Brian Aldiss not only introduced ecological themes into his work but also new ways of seeing the natural world through experimenting with form and language. In the 1960s Aldiss produced experimental works that showed the natural world as strange or distorted rather than simply as background or as a resource.
In 1968 Aldiss published Report on Probability A, in which three observers G, S, and C watch a house in which they were formally employed. This main narrative is framed as a report read by two people in another reality, who are in turn observed by people in a third reality and so on in an almost infinite series.
A recurring motif of Report on Probability A is the analysis of a pastoral painting called ‘The Hireling Shepherd’ (1851) by William Holman Hunt. The painting depicts a maid leaning against a shepherd in a meadow.
All three of the primary observers of the house own a reproduction. The readers and observers in the alternate realities are puzzled by the recurrence of the image and attempt to judge its significance and meaning. Aldiss suggests that the way we see nature depends on who views it and the value they place upon it.
The Spanish translation of the novel reproduces the painting and places it in multiple frames to underline the many interpretations explored in the narrative.
The Brian Aldiss Library, University of Liverpool SC&A, uncatalogued
Aldiss first wrote Report on Probability A in response to the 1950s French literary movement the nouveau roman. The movement was exemplified by Alain Robbe-Grillet and Marguerite Duras who both attempted to break with the traditions of the mainstream novel by using experimental techniques in their writing.
Aldiss's text, originally called 'Garden With Figures' was rejected by his publisher Faber & Faber in 1962. However, it was published in New Worlds magazine in 1967 with the addition of the multiple layers of observers and the motif of the Hunt painting.
During the 1960s, Aldiss became closely associated with New Worlds under the editorship of Michael Moorcock.
Moorcock promoted experimental narratives and new themes in science fiction (including ecology)- a set of attributes that came to be known as the New Wave. Aldiss, though uncomfortable with the term, was held up by Moorcock as an example for others to follow.
The September 1965 issue of New Worlds was dedicated to Aldiss to coincide with the World Science Fiction Convention held in London at which Aldiss was Guest of Honour.
Encouraged by the possibility of an audience for experimental science fiction, Aldiss wrote his most formally daring novel in the late 1960s - Barefoot in the Head (1969).
Set in the aftermath of a world war in which bombs containing hallucinogens are deployed, the novel follows a messiah figure, Colin Charteris, who leads disciples across a war-torn Europe. Charteris preaches that reality is not linear but a series of alternatives splitting off into separate realities.
Aldiss mirrors both the increasing distortion of reality caused by the drug warfare and Charteris's gospel of possibility in the language of the narrative which descends into puns and wordplay.
Barefoot in the Head is made up of seven chapters, each of which was first published as a short story in British science fiction magazines between 1967 and 1969.

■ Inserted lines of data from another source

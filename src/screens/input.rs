//! Line input for the screen loop, built on rustyline
//!
//! Provides readline functionality with optional persistent history and
//! graceful interrupt handling.

use rustyline::error::ReadlineError;
use rustyline::DefaultEditor;
use std::path::PathBuf;

use crate::errors::{MediScanError, Result};

/// Input handler managing the readline editor and its history.
pub struct InputHandler {
    editor: DefaultEditor,
    history_path: Option<PathBuf>,
}

impl InputHandler {
    pub fn new() -> Result<Self> {
        let editor = DefaultEditor::new().map_err(|e| MediScanError::Readline(e.to_string()))?;

        Ok(InputHandler {
            editor,
            history_path: None,
        })
    }

    /// Create input handler with persistent history.
    pub fn with_history(history_file: PathBuf) -> Result<Self> {
        let mut editor =
            DefaultEditor::new().map_err(|e| MediScanError::Readline(e.to_string()))?;

        if history_file.exists() {
            let _ = editor.load_history(&history_file);
        }

        Ok(InputHandler {
            editor,
            history_path: Some(history_file),
        })
    }

    /// Read one line under the given prompt.
    ///
    /// Returns:
    /// - `Ok(Some(input))` for normal input (trimmed, possibly empty)
    /// - `Ok(None)` for EOF (Ctrl-D)
    /// - `Err(MediScanError::Interrupted)` for Ctrl-C
    pub fn read_line(&mut self, prompt: &str) -> Result<Option<String>> {
        match self.editor.readline(prompt) {
            Ok(line) => {
                let trimmed = line.trim();

                if !trimmed.is_empty() {
                    let _ = self.editor.add_history_entry(trimmed);
                }

                Ok(Some(trimmed.to_string()))
            }
            Err(ReadlineError::Interrupted) => Err(MediScanError::Interrupted),
            Err(ReadlineError::Eof) => Ok(None),
            Err(err) => Err(MediScanError::Readline(err.to_string())),
        }
    }

    /// Save history to disk. Called on graceful shutdown; a no-op without a
    /// configured history file.
    pub fn save_history(&mut self) -> Result<()> {
        if let Some(ref path) = self.history_path {
            self.editor
                .save_history(path)
                .map_err(|e| MediScanError::Readline(e.to_string()))?;
        }
        Ok(())
    }
}

#[cfg(test)]
mod tests {
    use super::*;
    use tempfile::TempDir;

    #[test]
    fn test_handler_creation() {
        assert!(InputHandler::new().is_ok());
    }

    #[test]
    fn test_with_missing_history_file() {
        let dir = TempDir::new().unwrap();
        let handler = InputHandler::with_history(dir.path().join("history"));
        assert!(handler.is_ok());
    }

    #[test]
    fn test_save_history_without_path_is_noop() {
        let mut handler = InputHandler::new().unwrap();
        assert!(handler.save_history().is_ok());
    }
}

The first story, 'Just Passing Through', was published in the final issue of SF Impulse edited by Harry Harrison. The remaining six stories were published in New Worlds where they became emblematic of New Wave writing dealing as they did with sex, drugs, and spirituality in experimental prose.
The final episode of Barefoot in the Head, 'Ouspenski's Astrabahn', was published in the January 1969 issue of New Worlds and illustrated by artist Pamela Zoline.
The story ends with Charteris sending his disciples onwards without him and settling, Buddha-like, under a tree. In one sense, materialism and society are given up for nature. However, even this final return to nature is obscured by the word-play. Nature, Aldiss appears to say, is always mediated by language and human perspective.
Zoline's artwork highlights this notion. Labels such as 'Is this a Tree?' and 'Rat' hang underneath images of a tree. The questioning and mislabelling of the tree question the link between nature and its representation.